We can calculate the pH at any point in the process of a titration.

Example: 20.0 mL of 0.10 M NaOH is added to 50.0 mL of 0.10 M HCHO2. What is the pH of the resulting solution? Ka = 1.8 x 10-4, pKa = 3.74

   HCHO2 + OH-  right arrow  H2O + CHO2-
 Before rxn (0.050)(0.10)/0.070   (0.020)(0.10)/0.070     0
at equilibrium (0.030)(0.010)/0.070   0        (0.020)(0.10)/0.070

Notice that we now have a buffer (both an acid and its conjugate base present in significant amounts)! Can use Henderson-Hasselbalch equation:

pH = pKa + log (0.020)(0.010)/0.070 / (0.030)(0.10)/0.070

= pKa + log 0.020/0.030

pH = 3.74 + (- 0.176) = 3.56

Note that the pH is < pKa, as expected since more acid is present than salt!

For a deeper understanding of this titration curve you may like to try the Excel™ based titration exercise and questions I have prepared.

The titration of a weak base with a strong acid looks very much the same except it is mirrored around a horizontal axis. (Zumdahl, Fig 15.5, p 728)

Note that whenever you have a strong acid or base involved in a titration or acid-base reaction the reaction will go until ALL of one or both of the reactants is consumed!

Example: mix 20.0 mL 0.10M NaOH with 15 mL 0.10 M H2SO4 what happens?

Indicators

Frequently it is convenient to use an indicator to show when an equivalence point has been reached.
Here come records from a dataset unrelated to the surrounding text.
use crate::db::log::ttlog_quiet;
use crate::db::pool::DbPool;
use crate::db::queries::{get_task, set_task_completed};
use crate::errors::AppResult;
use crate::models::task::Task;

pub struct CompleteLogic;

impl CompleteLogic {
    /// Mark a task done (`completed = true`) or reopen it.
    pub fn apply(pool: &mut DbPool, id: i64, completed: bool) -> AppResult<Task> {
        set_task_completed(&pool.conn, id, completed)?;

        let op = if completed { "done" } else { "reopen" };
        let task = get_task(&pool.conn, id)?;
        ttlog_quiet(&pool.conn, op, &format!("task #{}", id), &task.text);
        Ok(task)
    }
}
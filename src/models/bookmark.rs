use super::location::Coordinate;
use chrono::Local;
use serde::Serialize;

/// A named place tasks can be pinned to.
#[derive(Debug, Clone, Serialize, PartialEq)]
pub struct Bookmark {
    pub id: i64,
    pub name: String,
    pub coordinate: Coordinate,
    pub created_at: String,
}

impl Bookmark {
    pub fn new(name: impl Into<String>, coordinate: Coordinate) -> Self {
        Self {
            id: 0,
            name: name.into(),
            coordinate,
            created_at: Local::now().to_rfc3339(),
        }
    }
}
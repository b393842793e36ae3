use crate::config::Config;
use crate::core::calculator::distance::format_distance;
use crate::core::locate::location_platform;
use crate::db::log::ttlog_quiet;
use crate::db::pool::DbPool;
use crate::db::store::SqliteTaskStore;
use crate::errors::AppResult;
use crate::models::location::LocationSample;
use crate::tracking::notifier::Notifier;
use crate::tracking::platform::PermissionState;
use crate::tracking::proximity::ProximityChecker;
use crate::tracking::terminal::TerminalNotifications;
use crate::tracking::watcher::LocationWatcher;
use crate::ui::messages::{info, warning};
use std::rc::Rc;

#[derive(Debug, Clone, Copy, Default)]
pub struct WatchSummary {
    pub checks_started: u64,
    pub last_location: Option<LocationSample>,
    pub interrupted: bool,
}

pub struct WatchLogic;

impl WatchLogic {
    /// Track the position until the source runs dry or Ctrl-C is pressed.
    /// Must run inside a `LocalSet`.
    pub async fn run(
        pool: &DbPool,
        cfg: &Config,
        source: Option<&str>,
        realtime: bool,
    ) -> AppResult<WatchSummary> {
        let platform = location_platform(cfg, source).realtime(realtime);
        let described = platform
            .source()
            .map(|s| s.describe())
            .unwrap_or_else(|| "none".to_string());

        let store = Rc::new(SqliteTaskStore::new(cfg.database.clone()));
        let checker = ProximityChecker::new(store, cfg.proximity_radius_m);
        let radius = checker.radius_m();

        let notifications = Rc::new(
            TerminalNotifications::new(cfg.notification_permission)
                .with_log(cfg.database.clone()),
        );
        let notifier = Notifier::new(notifications, cfg.notification_title.clone());
        let permission = notifier.ensure_permission().await;
        if permission != PermissionState::Granted {
            warning(format!(
                "Notification permission is '{}': nearby tasks will not be announced.",
                permission.as_str()
            ));
        }

        let mut watcher = LocationWatcher::new(
            Rc::new(platform),
            checker,
            notifier,
            cfg.watcher_settings(),
        );
        watcher.start().await?;

        ttlog_quiet(&pool.conn, "watch", &described, "Tracking started");
        info(format!(
            "Watching {} (radius {}). Press Ctrl-C to stop.",
            described,
            format_distance(radius)
        ));

        let interrupted = tokio::select! {
            _ = watcher.finished() => false,
            _ = tokio::signal::ctrl_c() => true,
        };

        let summary = WatchSummary {
            checks_started: watcher.checks_started(),
            last_location: watcher.last_location(),
            interrupted,
        };
        watcher.stop();

        ttlog_quiet(
            &pool.conn,
            "watch",
            &described,
            &format!(
                "Tracking stopped after {} proximity checks",
                summary.checks_started
            ),
        );

        Ok(summary)
    }
}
What we are attempting here is to see when exactly equal amounts of acid and base have been added to the solution. Usually, however, what is actually indicated is that a slight excess of the titrant (base in our examples) has been added. An indicator is then a substance which changes color (most commonly) when it reacts with a base. Thus indicators are weak acids which absorb light differently in their protonated acidic form than they do in their ionized form. (Zumdahl Fig 15.8, p 732)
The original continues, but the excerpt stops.